DATA EXTRACT Block Start

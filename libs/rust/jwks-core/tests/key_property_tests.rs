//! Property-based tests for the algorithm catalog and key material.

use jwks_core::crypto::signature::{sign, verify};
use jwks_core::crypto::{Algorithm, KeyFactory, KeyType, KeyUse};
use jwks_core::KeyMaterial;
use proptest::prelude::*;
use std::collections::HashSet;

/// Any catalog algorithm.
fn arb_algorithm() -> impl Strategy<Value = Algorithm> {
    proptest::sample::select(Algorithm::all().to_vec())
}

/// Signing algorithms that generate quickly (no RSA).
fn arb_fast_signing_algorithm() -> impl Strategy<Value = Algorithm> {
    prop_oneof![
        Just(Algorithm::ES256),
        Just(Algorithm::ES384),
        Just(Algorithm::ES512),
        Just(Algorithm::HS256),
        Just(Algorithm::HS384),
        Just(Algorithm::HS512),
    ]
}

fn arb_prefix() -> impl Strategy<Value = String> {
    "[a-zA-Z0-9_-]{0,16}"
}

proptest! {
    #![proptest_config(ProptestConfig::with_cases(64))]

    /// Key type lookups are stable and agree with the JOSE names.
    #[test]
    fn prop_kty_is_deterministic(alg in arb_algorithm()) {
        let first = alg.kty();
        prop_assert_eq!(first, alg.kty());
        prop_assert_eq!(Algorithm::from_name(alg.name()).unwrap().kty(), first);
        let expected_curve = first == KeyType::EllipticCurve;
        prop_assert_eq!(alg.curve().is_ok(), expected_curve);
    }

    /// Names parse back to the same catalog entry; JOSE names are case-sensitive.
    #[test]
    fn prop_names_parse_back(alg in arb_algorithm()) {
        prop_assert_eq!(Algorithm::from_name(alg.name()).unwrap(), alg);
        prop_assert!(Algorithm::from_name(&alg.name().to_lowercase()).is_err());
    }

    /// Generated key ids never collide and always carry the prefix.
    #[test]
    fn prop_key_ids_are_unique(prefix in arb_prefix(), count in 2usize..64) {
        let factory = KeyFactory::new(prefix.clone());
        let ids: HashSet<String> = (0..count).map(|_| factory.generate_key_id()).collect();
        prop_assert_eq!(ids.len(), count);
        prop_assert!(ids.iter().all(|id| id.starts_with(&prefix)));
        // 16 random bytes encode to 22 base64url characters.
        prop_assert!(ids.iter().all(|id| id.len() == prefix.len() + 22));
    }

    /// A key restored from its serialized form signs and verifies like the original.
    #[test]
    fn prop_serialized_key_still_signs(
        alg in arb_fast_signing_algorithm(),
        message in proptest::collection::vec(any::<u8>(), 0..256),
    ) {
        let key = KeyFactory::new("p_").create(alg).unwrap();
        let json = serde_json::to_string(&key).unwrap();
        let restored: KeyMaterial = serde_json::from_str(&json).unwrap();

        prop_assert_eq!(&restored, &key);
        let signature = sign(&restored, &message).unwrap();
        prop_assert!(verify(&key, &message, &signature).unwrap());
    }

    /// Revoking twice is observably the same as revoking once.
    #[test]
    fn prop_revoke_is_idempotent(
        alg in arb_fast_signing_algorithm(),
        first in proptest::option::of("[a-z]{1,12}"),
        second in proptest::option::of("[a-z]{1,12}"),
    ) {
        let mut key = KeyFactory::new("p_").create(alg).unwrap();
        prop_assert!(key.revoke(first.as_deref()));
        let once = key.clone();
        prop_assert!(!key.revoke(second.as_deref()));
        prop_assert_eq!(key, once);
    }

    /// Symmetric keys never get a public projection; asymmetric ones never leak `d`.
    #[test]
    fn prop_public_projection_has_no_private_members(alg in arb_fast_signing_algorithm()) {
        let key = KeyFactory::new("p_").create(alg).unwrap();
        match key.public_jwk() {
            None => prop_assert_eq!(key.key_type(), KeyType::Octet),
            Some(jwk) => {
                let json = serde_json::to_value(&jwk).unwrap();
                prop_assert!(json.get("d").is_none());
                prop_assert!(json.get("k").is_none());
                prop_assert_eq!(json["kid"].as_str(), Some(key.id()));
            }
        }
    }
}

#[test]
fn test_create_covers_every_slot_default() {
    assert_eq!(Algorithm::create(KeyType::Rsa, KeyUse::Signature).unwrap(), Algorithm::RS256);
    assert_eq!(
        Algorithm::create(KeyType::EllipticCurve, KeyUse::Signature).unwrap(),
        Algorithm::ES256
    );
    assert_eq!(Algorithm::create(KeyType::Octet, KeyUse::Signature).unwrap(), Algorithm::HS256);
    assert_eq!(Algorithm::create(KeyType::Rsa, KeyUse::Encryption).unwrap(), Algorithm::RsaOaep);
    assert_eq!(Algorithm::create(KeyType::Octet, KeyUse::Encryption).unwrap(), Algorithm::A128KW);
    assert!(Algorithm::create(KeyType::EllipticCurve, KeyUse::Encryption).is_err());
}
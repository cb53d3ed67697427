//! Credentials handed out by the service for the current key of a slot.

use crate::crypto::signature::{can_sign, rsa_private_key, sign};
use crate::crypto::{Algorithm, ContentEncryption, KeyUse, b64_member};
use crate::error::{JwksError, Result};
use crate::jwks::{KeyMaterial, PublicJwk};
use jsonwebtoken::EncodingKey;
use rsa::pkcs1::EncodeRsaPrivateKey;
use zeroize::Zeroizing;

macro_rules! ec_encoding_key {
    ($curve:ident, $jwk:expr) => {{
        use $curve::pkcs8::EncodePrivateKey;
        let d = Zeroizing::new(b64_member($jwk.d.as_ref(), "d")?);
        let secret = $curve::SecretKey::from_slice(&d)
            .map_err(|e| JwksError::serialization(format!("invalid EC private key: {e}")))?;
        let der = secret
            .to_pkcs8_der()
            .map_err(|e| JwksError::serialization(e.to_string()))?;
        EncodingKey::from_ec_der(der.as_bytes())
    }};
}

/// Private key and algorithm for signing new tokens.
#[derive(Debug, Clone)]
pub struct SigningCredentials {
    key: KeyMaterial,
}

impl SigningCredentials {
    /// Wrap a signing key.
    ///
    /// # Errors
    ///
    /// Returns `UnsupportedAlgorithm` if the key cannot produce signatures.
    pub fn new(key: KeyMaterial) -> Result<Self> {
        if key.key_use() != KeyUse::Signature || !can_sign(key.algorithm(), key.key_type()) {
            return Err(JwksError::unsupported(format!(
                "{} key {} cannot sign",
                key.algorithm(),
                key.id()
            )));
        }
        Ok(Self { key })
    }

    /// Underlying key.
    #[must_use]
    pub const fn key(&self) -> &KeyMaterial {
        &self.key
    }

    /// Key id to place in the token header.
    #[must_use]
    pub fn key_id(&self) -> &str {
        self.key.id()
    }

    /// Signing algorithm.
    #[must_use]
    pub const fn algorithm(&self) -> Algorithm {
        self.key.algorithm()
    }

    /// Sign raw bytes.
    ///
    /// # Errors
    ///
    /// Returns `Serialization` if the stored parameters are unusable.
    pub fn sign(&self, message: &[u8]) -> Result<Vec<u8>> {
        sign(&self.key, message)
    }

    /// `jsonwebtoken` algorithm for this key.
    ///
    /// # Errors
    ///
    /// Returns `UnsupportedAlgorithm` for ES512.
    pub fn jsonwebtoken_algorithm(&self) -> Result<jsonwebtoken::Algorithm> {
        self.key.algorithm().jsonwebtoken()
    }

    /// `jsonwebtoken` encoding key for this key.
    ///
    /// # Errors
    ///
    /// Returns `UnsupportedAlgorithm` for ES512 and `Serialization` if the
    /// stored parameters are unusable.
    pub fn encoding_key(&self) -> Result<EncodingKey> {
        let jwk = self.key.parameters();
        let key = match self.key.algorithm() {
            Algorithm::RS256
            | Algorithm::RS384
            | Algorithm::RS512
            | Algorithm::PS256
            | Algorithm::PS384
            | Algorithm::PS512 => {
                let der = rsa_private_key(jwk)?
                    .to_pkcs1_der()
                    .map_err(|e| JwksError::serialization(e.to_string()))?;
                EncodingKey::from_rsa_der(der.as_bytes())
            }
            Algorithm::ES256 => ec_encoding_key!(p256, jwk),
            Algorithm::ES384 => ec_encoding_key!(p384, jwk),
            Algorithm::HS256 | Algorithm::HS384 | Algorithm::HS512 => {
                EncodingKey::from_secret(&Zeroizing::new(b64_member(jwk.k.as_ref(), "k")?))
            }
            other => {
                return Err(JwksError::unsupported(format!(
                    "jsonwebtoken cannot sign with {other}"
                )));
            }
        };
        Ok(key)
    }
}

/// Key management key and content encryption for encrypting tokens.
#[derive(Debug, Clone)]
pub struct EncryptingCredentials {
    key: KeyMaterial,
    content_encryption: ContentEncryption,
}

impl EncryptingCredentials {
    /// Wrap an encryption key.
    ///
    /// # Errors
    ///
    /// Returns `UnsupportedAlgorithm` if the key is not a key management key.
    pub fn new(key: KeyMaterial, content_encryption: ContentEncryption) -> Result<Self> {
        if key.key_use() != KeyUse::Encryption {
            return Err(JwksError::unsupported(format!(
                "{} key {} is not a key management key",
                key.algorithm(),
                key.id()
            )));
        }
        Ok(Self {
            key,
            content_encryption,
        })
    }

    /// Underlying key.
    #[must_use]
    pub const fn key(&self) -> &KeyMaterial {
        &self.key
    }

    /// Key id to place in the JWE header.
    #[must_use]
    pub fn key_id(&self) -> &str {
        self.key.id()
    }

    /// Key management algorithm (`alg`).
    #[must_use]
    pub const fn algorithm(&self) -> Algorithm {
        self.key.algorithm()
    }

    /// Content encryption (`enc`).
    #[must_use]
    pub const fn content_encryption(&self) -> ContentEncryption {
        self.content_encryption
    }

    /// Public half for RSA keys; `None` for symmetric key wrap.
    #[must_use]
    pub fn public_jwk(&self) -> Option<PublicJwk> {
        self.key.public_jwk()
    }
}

DATA EXTRACT Block End

» WHAT TO DO: Lines from the start of the entries through the one containing "fn arb_algorithm() ->" are to be set down again exactly, both ends included.

» RESPONSE AREA:
filename libs/rust/jwks-core/tests/key_property_tests.rs
//! Property-based tests for the algorithm catalog and key material.

use jwks_core::crypto::signature::{sign, verify};
use jwks_core::crypto::{Algorithm, KeyFactory, KeyType, KeyUse};
use jwks_core::KeyMaterial;
use proptest::prelude::*;
use std::collections::HashSet;

/// Any catalog algorithm.
fn arb_algorithm() -> impl Strategy<Value = Algorithm> {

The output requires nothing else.